曰く一人だけ空中をギュルギュル回り続け、地面や壁や天井を跳ね回り、トラップもモンスターも気にしていられないほど不規則な動きでダンジョン内を彷徨っているそうだ。
それでもなまじ反射神経や動体視力が良いものだから、迫りくる危険からはどうにか身を守ろうとするらしく。
けれどそれが却って体に余計な勢いをつけてしまい、結果姿勢制御のできぬまま目を回しているのだと。
『あんなリリエラちゃん、もう見ていられません! っていうか足手まといです!』
『だずげで……だずげで……』
「気持は良く分かります……」
「ああ……ソフィアさん、私ちょっと行ってくるね。

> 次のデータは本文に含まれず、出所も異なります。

//! refdocs entry point.
//! Parses arguments, loads the configuration and runs one reference build.

use refdocs::{
    builder::DocBuilder,
    cli::{get_args, Args},
    config::get_config,
    error::{default_error_handler, Result},
    generator::CommandGenerator,
    logger::init_logger,
    remote::GitRemote,
};

/// Main application entry point.
fn main() {
    let args = get_args();
    init_logger(args.verbose);

    if let Err(err) = run(args) {
        default_error_handler(err);
    }
}

/// Runs a build from the current directory.
///
/// Per-package failures are logged by the builder and do not fail the run.
fn run(args: Args) -> Result<()> {
    let base_dir = std::env::current_dir()?;
    let config = get_config(&base_dir, &args)?;

    let generator = CommandGenerator::from_config(&config.generator).working_dir(&base_dir);
    let remote = GitRemote::new(&base_dir, config.remote.clone());

    let report = DocBuilder::new(&config, &generator, &remote).build_reference_docs()?;
    if !report.failed.is_empty() {
        log::warn!(
            "{} of {} packages failed to generate",
            report.failed.len(),
            report.packages.len()
        );
    }
    Ok(())
}
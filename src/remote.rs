//! Source browsing links derived from the repository's git remote.
//! The remote is read through [`RemoteUrlSource`] so the URL handling can be
//! exercised without a real repository.

use git2::Repository;
use log::debug;
use regex::Regex;
use std::path::{Path, PathBuf};
use std::sync::LazyLock;
use url::Url;

/// Provides the configured remote URL of a repository.
pub trait RemoteUrlSource {
    /// Returns the remote URL, or `None` when there is no usable remote.
    fn remote_url(&self) -> Option<String>;
}

/// Reads a named remote from the repository containing `repo_dir`.
#[derive(Debug)]
pub struct GitRemote {
    repo_dir: PathBuf,
    remote_name: String,
}

impl GitRemote {
    /// Creates a new GitRemote instance.
    pub fn new<P: AsRef<Path>, S: Into<String>>(repo_dir: P, remote_name: S) -> Self {
        Self { repo_dir: repo_dir.as_ref().to_path_buf(), remote_name: remote_name.into() }
    }

    fn lookup(&self) -> Result<Option<String>, git2::Error> {
        let repo = Repository::discover(&self.repo_dir)?;
        let remote = repo.find_remote(&self.remote_name)?;
        Ok(remote.url().map(str::to_string))
    }
}

impl RemoteUrlSource for GitRemote {
    fn remote_url(&self) -> Option<String> {
        match self.lookup() {
            Ok(url) => url,
            Err(e) => {
                debug!("Remote '{}' lookup failed: {}", self.remote_name, e.message());
                None
            }
        }
    }
}

/// A fixed remote URL; `None` behaves like a repository without remotes.
#[derive(Debug, Default)]
pub struct StaticRemote(pub Option<String>);

impl RemoteUrlSource for StaticRemote {
    fn remote_url(&self) -> Option<String> {
        self.0.clone()
    }
}

/// Matches scp-like SSH remotes such as `git@github.com:org/repo.git`.
static SCP_LIKE_RE: LazyLock<Regex> = LazyLock::new(|| {
    Regex::new(r"^(?:[^@/\s]+@)?([^:/\s]+):(.+)$").expect("valid regex")
});

/// Splits a git remote URL into host and repository path.
fn host_and_path(git_url: &str) -> Option<(String, String)> {
    // `host:path` also parses as a URL with `host` as its scheme.
    if let Ok(url) = Url::parse(git_url) {
        if !url.cannot_be_a_base() {
            return url.host_str().map(|host| (host.to_string(), url.path().to_string()));
        }
    }

    // Single-letter hosts are drive letters, not scp-like remotes.
    SCP_LIKE_RE
        .captures(git_url)
        .filter(|caps| caps[1].len() > 1)
        .map(|caps| (caps[1].to_string(), caps[2].to_string()))
}

/// Converts a git remote URL into a source browsing prefix.
///
/// Works for SSH and HTTPS remotes of any hosting service:
/// `git@github.com:org/repo.git` and `https://github.com/org/repo` both map to
/// `https://github.com/org/repo/blob/<branch>`.
///
/// # Returns
/// * An empty string when the URL is empty or has no host and path
pub fn parse_source_base_url(git_url: &str, branch: &str) -> String {
    let git_url = git_url.trim();
    if git_url.is_empty() {
        return String::new();
    }

    let Some((host, path)) = host_and_path(git_url) else {
        debug!("Unrecognized remote URL '{git_url}'");
        return String::new();
    };

    let path = path.trim_matches('/');
    let path = path.strip_suffix(".git").unwrap_or(path).trim_end_matches('/');
    if path.is_empty() {
        return String::new();
    }

    format!("https://{host}/{path}/blob/{branch}")
}

/// Resolves the source browsing prefix for this run.
///
/// Never fails: a missing repository, a missing remote or an unrecognized URL
/// all yield an empty string, which disables link rewriting.
pub fn resolve_source_base_url(remote: &dyn RemoteUrlSource, branch: &str) -> String {
    remote
        .remote_url()
        .map(|url| parse_source_base_url(&url, branch))
        .unwrap_or_default()
}
//! Raw markdown generation through an external documentation generator.

use crate::config::GeneratorConfig;
use crate::error::{Error, Result};
use log::debug;
use std::fs;
use std::io::ErrorKind;
use std::path::{Path, PathBuf};
use std::process::{Command, Stdio};

/// Renders a module's public API as markdown into a file.
pub trait DocGenerator {
    /// Writes the markdown for `module_path` to `out_file`.
    fn generate(&self, module_path: &str, out_file: &Path) -> Result<()>;
}

/// Runs a generator program as `<program> [args...] <module> -o <file>`.
#[derive(Debug)]
pub struct CommandGenerator {
    program: String,
    args: Vec<String>,
    working_dir: Option<PathBuf>,
}

impl CommandGenerator {
    /// Creates a new CommandGenerator instance.
    pub fn new<S: Into<String>>(program: S, args: Vec<String>) -> Self {
        Self { program: program.into(), args, working_dir: None }
    }

    pub fn from_config(config: &GeneratorConfig) -> Self {
        Self::new(config.program.clone(), config.args.clone())
    }

    /// Runs the program from `dir`, so module paths resolve against it.
    pub fn working_dir<P: AsRef<Path>>(mut self, dir: P) -> Self {
        self.working_dir = Some(dir.as_ref().to_path_buf());
        self
    }
}

impl DocGenerator for CommandGenerator {
    fn generate(&self, module_path: &str, out_file: &Path) -> Result<()> {
        let mut command = Command::new(&self.program);
        command
            .args(&self.args)
            .arg(module_path)
            .arg("-o")
            .arg(out_file)
            .stdin(Stdio::null())
            .stdout(Stdio::inherit())
            .stderr(Stdio::inherit());
        if let Some(dir) = &self.working_dir {
            command.current_dir(dir);
        }

        debug!("Running {} for '{}'", self.program, module_path);

        let status = command.status().map_err(|e| Error::GeneratorError {
            module_path: module_path.to_string(),
            message: format!("failed to run '{}': {}", self.program, e),
        })?;

        if !status.success() {
            return Err(Error::GeneratorError {
                module_path: module_path.to_string(),
                message: format!("'{}' failed with status: {}", self.program, status),
            });
        }

        Ok(())
    }
}

/// Generates the markdown for `module_path` and reads it back.
///
/// Any existing `out_file` is removed first, so only output written by this
/// invocation is returned.
///
/// # Errors
/// * Whatever the generator reports
/// * `Error::MissingOutputError` if the generator succeeded without writing `out_file`
pub fn generate_raw_docs(
    generator: &dyn DocGenerator,
    module_path: &str,
    out_file: &Path,
) -> Result<String> {
    // A page left by an earlier run must not pass for fresh output.
    match fs::remove_file(out_file) {
        Ok(()) => {}
        Err(e) if e.kind() == ErrorKind::NotFound => {}
        Err(e) => return Err(e.into()),
    }

    generator.generate(module_path, out_file)?;

    if !out_file.exists() {
        return Err(Error::MissingOutputError { path: out_file.display().to_string() });
    }
    Ok(fs::read_to_string(out_file)?)
}
pub mod analytics;
pub mod components;
pub mod config;
pub mod distributions;
pub mod engine;
pub mod error;
pub mod random;
pub mod scheduler;
pub mod traits;

pub use analytics::{summarize, BatchSummary, Category, CategoryStats, ConfidenceInterval, Metric, RunStats};
pub use components::{Disposition, Message, MessageId, Origin, Processor, ProcessorId};
pub use config::{ModelParams, RunConfig, SentCounting};
pub use engine::{Counters, Event, EventType, RunState, Simulation, Snapshot, TraceEntry};
pub use error::{SimError, SimResult};
pub use random::Lcg;
pub use scheduler::EventQueue;
pub use traits::Observer;

/// Generator seed used when none is configured.
pub const DEFAULT_SEED: u32 = 123_456_789;
/// Simulated seconds per run when none is configured.
pub const DEFAULT_HORIZON: f64 = 100.0;
pub const DEFAULT_RUNS: u32 = 5;
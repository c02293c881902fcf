mod batch;
mod invariants;
mod scenarios;
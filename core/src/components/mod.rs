use serde::{Deserialize, Serialize};
use std::fmt;

pub mod message;
pub mod processor;

pub use message::{Disposition, Message, MessageId, Origin};
pub use processor::Processor;

#[derive(Debug, Clone, Copy, PartialEq, Eq, Hash, Serialize, Deserialize)]
pub enum ProcessorId {
    C1,
    C2,
    C3,
}

impl ProcessorId {
    pub const ALL: [ProcessorId; 3] = [ProcessorId::C1, ProcessorId::C2, ProcessorId::C3];

    pub fn name(self) -> &'static str {
        match self {
            ProcessorId::C1 => "C1",
            ProcessorId::C2 => "C2",
            ProcessorId::C3 => "C3",
        }
    }
}

impl fmt::Display for ProcessorId {
    fn fmt(&self, f: &mut fmt::Formatter<'_>) -> fmt::Result {
        f.write_str(self.name())
    }
}
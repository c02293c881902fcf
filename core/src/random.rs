//! Linear congruential generator feeding every sampler in a run.
//!
//! Each `Lcg` is an owned value: a simulation run holds its own instance, so
//! separate runs never share a stream.

use rand::{Error, RngCore, SeedableRng};
use serde::{Deserialize, Serialize};

pub const LCG_MULTIPLIER: u64 = 1_664_525;
pub const LCG_INCREMENT: u64 = 1_013_904_223;
pub const LCG_MODULUS: u64 = 1 << 32;

/// Spreads per-run seeds of a batch across the 32-bit state space.
const STREAM_STRIDE: u32 = 0x9E37_79B9;

#[derive(Debug, Clone, PartialEq, Eq, Serialize, Deserialize)]
pub struct Lcg {
    state: u32,
}

impl Lcg {
    pub fn new(seed: u32) -> Self {
        Self { state: seed }
    }

    /// Seed for run `index` (0-based) of a batch. Run 0 keeps `seed` as is.
    pub fn stream_seed(seed: u32, index: u32) -> u32 {
        seed ^ index.wrapping_mul(STREAM_STRIDE)
    }

    pub fn for_stream(seed: u32, index: u32) -> Self {
        Self::new(Self::stream_seed(seed, index))
    }

    pub fn state(&self) -> u32 {
        self.state
    }

    fn advance(&mut self) -> u32 {
        let next = (LCG_MULTIPLIER * self.state as u64 + LCG_INCREMENT) % LCG_MODULUS;
        self.state = next as u32;
        self.state
    }

    /// Next draw in [0, 1): the new state divided by the modulus.
    pub fn next_f64(&mut self) -> f64 {
        self.advance() as f64 / LCG_MODULUS as f64
    }
}

impl Default for Lcg {
    fn default() -> Self {
        Self::new(crate::DEFAULT_SEED)
    }
}

// The state sits in the high half of `next_u64`, so `Standard` sampling of
// an `f64` (top 53 bits scaled by 2^-53) yields exactly `state / 2^32`.
impl RngCore for Lcg {
    fn next_u32(&mut self) -> u32 {
        self.advance()
    }

    fn next_u64(&mut self) -> u64 {
        (self.advance() as u64) << 32
    }

    fn fill_bytes(&mut self, dest: &mut [u8]) {
        for chunk in dest.chunks_mut(4) {
            let bytes = self.advance().to_le_bytes();
            chunk.copy_from_slice(&bytes[..chunk.len()]);
        }
    }

    fn try_fill_bytes(&mut self, dest: &mut [u8]) -> Result<(), Error> {
        self.fill_bytes(dest);
        Ok(())
    }
}

impl SeedableRng for Lcg {
    type Seed = [u8; 4];

    fn from_seed(seed: Self::Seed) -> Self {
        Self::new(u32::from_le_bytes(seed))
    }

    fn seed_from_u64(state: u64) -> Self {
        Self::new(state as u32)
    }
}
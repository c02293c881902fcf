//! Random variates used by the network model.
//!
//! Every sampler draws from the generic `rand::Rng` via `gen::<f64>()`, which
//! for `Lcg` is exactly one step of the recurrence. Call order is part of the
//! contract: reproducing a run means consuming draws in the same sequence.

use rand::distributions::Distribution;
use rand::Rng;

use crate::error::{SimError, SimResult};

#[inline]
fn unit<R: Rng + ?Sized>(rng: &mut R) -> f64 {
    rng.gen::<f64>()
}

fn finite(name: &'static str, label: &str, value: f64) -> SimResult<()> {
    if value.is_finite() {
        Ok(())
    } else {
        Err(SimError::distribution(name, format!("{} must be finite, got {}", label, value)))
    }
}

/// `a + (b - a) * u`.
#[derive(Debug, Clone, Copy, PartialEq)]
pub struct Uniform {
    low: f64,
    high: f64,
}

impl Uniform {
    pub fn new(low: f64, high: f64) -> SimResult<Self> {
        finite("uniform", "low", low)?;
        finite("uniform", "high", high)?;
        if high < low {
            return Err(SimError::distribution(
                "uniform",
                format!("high ({}) is below low ({})", high, low),
            ));
        }
        Ok(Self { low, high })
    }
}

impl Distribution<f64> for Uniform {
    fn sample<R: Rng + ?Sized>(&self, rng: &mut R) -> f64 {
        self.low + (self.high - self.low) * unit(rng)
    }
}

/// Inverse-transform exponential with rate `λ`: `-ln(1 - u) / λ`.
#[derive(Debug, Clone, Copy, PartialEq)]
pub struct Exponential {
    rate: f64,
}

impl Exponential {
    pub fn new(rate: f64) -> SimResult<Self> {
        finite("exponential", "rate", rate)?;
        if rate <= 0.0 {
            return Err(SimError::distribution(
                "exponential",
                format!("rate must be positive, got {}", rate),
            ));
        }
        Ok(Self { rate })
    }

    pub fn mean(&self) -> f64 {
        1.0 / self.rate
    }
}

impl Distribution<f64> for Exponential {
    fn sample<R: Rng + ?Sized>(&self, rng: &mut R) -> f64 {
        -(1.0 - unit(rng)).ln() / self.rate
    }
}

#[derive(Debug, Clone, Copy, PartialEq)]
pub struct Triangular {
    low: f64,
    high: f64,
    /// Position of the mode in [0, 1].
    split: f64,
}

impl Triangular {
    pub fn new(low: f64, mode: f64, high: f64) -> SimResult<Self> {
        finite("triangular", "low", low)?;
        finite("triangular", "mode", mode)?;
        finite("triangular", "high", high)?;
        if high <= low {
            return Err(SimError::distribution(
                "triangular",
                format!("zero-width range [{}, {}]", low, high),
            ));
        }
        if mode < low || mode > high {
            return Err(SimError::distribution(
                "triangular",
                format!("mode {} outside [{}, {}]", mode, low, high),
            ));
        }
        Ok(Self {
            low,
            high,
            split: (mode - low) / (high - low),
        })
    }
}

impl Distribution<f64> for Triangular {
    fn sample<R: Rng + ?Sized>(&self, rng: &mut R) -> f64 {
        let u = unit(rng);
        let width = self.high - self.low;
        if u < self.split {
            self.low + width * (self.split * u).sqrt()
        } else {
            self.high - width * ((1.0 - u) * (1.0 - self.split)).sqrt()
        }
    }
}

/// Irwin–Hall approximation of a normal: twelve draws summed, minus six.
#[derive(Debug, Clone, Copy, PartialEq)]
pub struct Gaussian {
    mean: f64,
    std_dev: f64,
}

impl Gaussian {
    pub const DRAWS: usize = 12;

    pub fn new(mean: f64, std_dev: f64) -> SimResult<Self> {
        finite("gaussian", "mean", mean)?;
        finite("gaussian", "std_dev", std_dev)?;
        if std_dev < 0.0 {
            return Err(SimError::distribution(
                "gaussian",
                format!("std_dev must be non-negative, got {}", std_dev),
            ));
        }
        Ok(Self { mean, std_dev })
    }
}

impl Distribution<f64> for Gaussian {
    fn sample<R: Rng + ?Sized>(&self, rng: &mut R) -> f64 {
        let mut sum = 0.0;
        for _ in 0..Self::DRAWS {
            sum += unit(rng);
        }
        self.mean + self.std_dev * (sum - 6.0)
    }
}

/// Acceptance-rejection sampler over `[low, high]` with a flat envelope.
///
/// Each attempt consumes two draws, the candidate then the height, and the
/// candidate is accepted when the height falls on or under `density`.
#[derive(Debug, Clone, Copy)]
pub struct AcceptReject {
    candidate: Uniform,
    height: Uniform,
    density: fn(f64) -> f64,
}

impl AcceptReject {
    pub fn new(low: f64, high: f64, envelope: f64, density: fn(f64) -> f64) -> SimResult<Self> {
        if envelope <= 0.0 {
            return Err(SimError::distribution(
                "acceptance-rejection",
                format!("envelope must be positive, got {}", envelope),
            ));
        }
        Ok(Self {
            candidate: Uniform::new(low, high)?,
            height: Uniform::new(0.0, envelope)?,
            density,
        })
    }

    /// C3 service time: `f(x) = 3x²/98` on [3, 5].
    pub fn c3_processing_time() -> Self {
        Self {
            candidate: Uniform { low: 3.0, high: 5.0 },
            height: Uniform { low: 0.0, high: 1.0 },
            density: c3_processing_density,
        }
    }

    /// C3 inter-arrival time: rising ramp on [2, 4], falling ramp on (4, 10].
    pub fn c3_inter_arrival() -> Self {
        Self {
            candidate: Uniform { low: 2.0, high: 10.0 },
            height: Uniform { low: 0.0, high: 0.25 },
            density: c3_inter_arrival_density,
        }
    }

    pub fn density(&self, x: f64) -> f64 {
        (self.density)(x)
    }
}

impl Distribution<f64> for AcceptReject {
    fn sample<R: Rng + ?Sized>(&self, rng: &mut R) -> f64 {
        loop {
            let x = self.candidate.sample(rng);
            let y = self.height.sample(rng);
            if y <= (self.density)(x) {
                return x;
            }
        }
    }
}

pub fn c3_processing_density(x: f64) -> f64 {
    if (3.0..=5.0).contains(&x) {
        3.0 * x * x / 98.0
    } else {
        0.0
    }
}

pub fn c3_inter_arrival_density(x: f64) -> f64 {
    if (2.0..=4.0).contains(&x) {
        x / 8.0 - 0.25
    } else if x > 4.0 && x <= 10.0 {
        5.0 / 12.0 - x / 24.0
    } else {
        0.0
    }
}

/// One draw compared against `p`; true with probability `p`.
#[derive(Debug, Clone, Copy, PartialEq)]
pub struct Bernoulli {
    p: f64,
}

impl Bernoulli {
    pub fn new(p: f64) -> SimResult<Self> {
        if !(0.0..=1.0).contains(&p) {
            return Err(SimError::distribution(
                "bernoulli",
                format!("probability {} outside [0, 1]", p),
            ));
        }
        Ok(Self { p })
    }
}

impl Distribution<bool> for Bernoulli {
    fn sample<R: Rng + ?Sized>(&self, rng: &mut R) -> bool {
        unit(rng) < self.p
    }
}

アグネムちゃん、ストレージに入るから取り出しよろしく」
『り、了解しました!』
『し、しぬっ……はやくっ……』
ということで、召喚に応じた私は直ちにPTストレージ経由でアグネムちゃんの元へやって来た。
するとすぐに、彼女の言ったとおり乱回転を続けながら通路をピンボールが如く跳ね回るリリの姿を見つけることが出来たのだった。
それを見て、いつかの光景を思い出した。
あれはソフィアさんが鏡花水月に加入してまだ日の浅い頃。
とあるダンジョンにて、重力軽減状態での運動に慣れてもらおうと攻略がてら訓練を行ったのだけれど。
例によって重力魔法という珍しいスキルに大はしゃぎした彼女は、今のリリが如く大変な目に遭ってしまい、暫くは重力魔法に対する苦手意識に悩まされたほどである。
とは言え、それは『スキル大好きソフィアさん』の名折れであると自らを叱咤、鼓舞し、気合で乗り越えたみたいだけど。
よもや超一流の魔法剣士であるリリまでもが、こんなことになろうとは……ちょっと酔うくらいで済むと思っていた私の予想が外れてしまったようだ。
申し訳なく思いながら、直ぐにリリに掛けた重力魔法を解除してやる。
すると彼女は天井付近からドシャリと地面に落ち、倒れたままヒクヒクと痙攣し始めた。
かと思えば、口元を抑え通路の隅っこに駆けていく。
私はとっさに、リリとアグネムちゃん用に稼働させている羽つきカメラへ駆け寄ると、それをガシリと掴んでそっぽを向かせた。
「こんな事もあろうかと!」
そうしてストレージより取り出したるは、自作の秘密道具カメラで撮影した綺麗な景色を印刷し、そこに『しばらくお待ち下さい』の文字を入れた一枚の写真であった。大きさはA4紙程だろうか。一般に出回っている魔道具カメラで撮ったそれとはまるで違う、鮮明な写真である。
それを羽つきの前にバッとかざして、ついでにカメラの集音機能も一時的にオフにする。
これで疑似テロップの出来上がり、というわけである。すると案の定、モニタリングを行っていたレッカたちからすかさず通話が飛んでくる。
『なになに、何かあったの!?』
『緊急事態ですか?!』
「ああごめん、今リリが乙女にあるまじき状態に陥っちゃってるんで、ちょっと見せられないんだよ。なので少しの間、私の撮影した綺麗な写真をお楽しみください」
これで状況を察してくれたのか、二人はそれ以上特に言及するでもなく通話を切った。
それからリリが喋れるようになるまで、少しの暇を要したのである。
★
時刻はお昼。午後〇時も中頃。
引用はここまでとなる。